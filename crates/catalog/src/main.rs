//! # Catalog CLI
//!
//! The binary is intentionally thin: the CLI lives in `src/cli/`, while this
//! file only invokes `cli::run()` and turns failures into an exit status.
//!
//! ## Layering
//!
//! ```text
//! ┌─────────────────────────────────────────────────────────────┐
//! │  CLI Layer (crates/catalog/src/cli/)                        │
//! │  - clap argument parsing (setup.rs)                         │
//! │  - Context wiring + dispatch (commands.rs)                  │
//! │  - JSON rendering to stdout (render.rs)                     │
//! └─────────────────────────────────────────────────────────────┘
//!                              │
//!                              ▼
//! ┌─────────────────────────────────────────────────────────────┐
//! │  API Layer (crates/catalogapp/src/api.rs)                   │
//! └─────────────────────────────────────────────────────────────┘
//! ```
//!
//! Everything from `api.rs` inward is UI agnostic. The CLI owns argument
//! parsing, logging setup, rendering and exit codes.
//!
//! ## Exit Codes
//!
//! | Code | Meaning |
//! |------|---------|
//! | 0 | Success |
//! | 1 | Any other failure |
//! | 2 | Validation or type mismatch |
//! | 3 | Reference to a missing entity |
//! | 4 | Not found |
//! | 5 | Storage failure |

mod cli;

fn main() {
    if let Err(e) = cli::run() {
        eprintln!("Error: {:#}", e);
        std::process::exit(cli::exit_code(&e));
    }
}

## [Action item]
Reproduce each line of the records in which "main" appears.

## [Exercise response]
filename crates/catalog/src/main.rs
fn main() {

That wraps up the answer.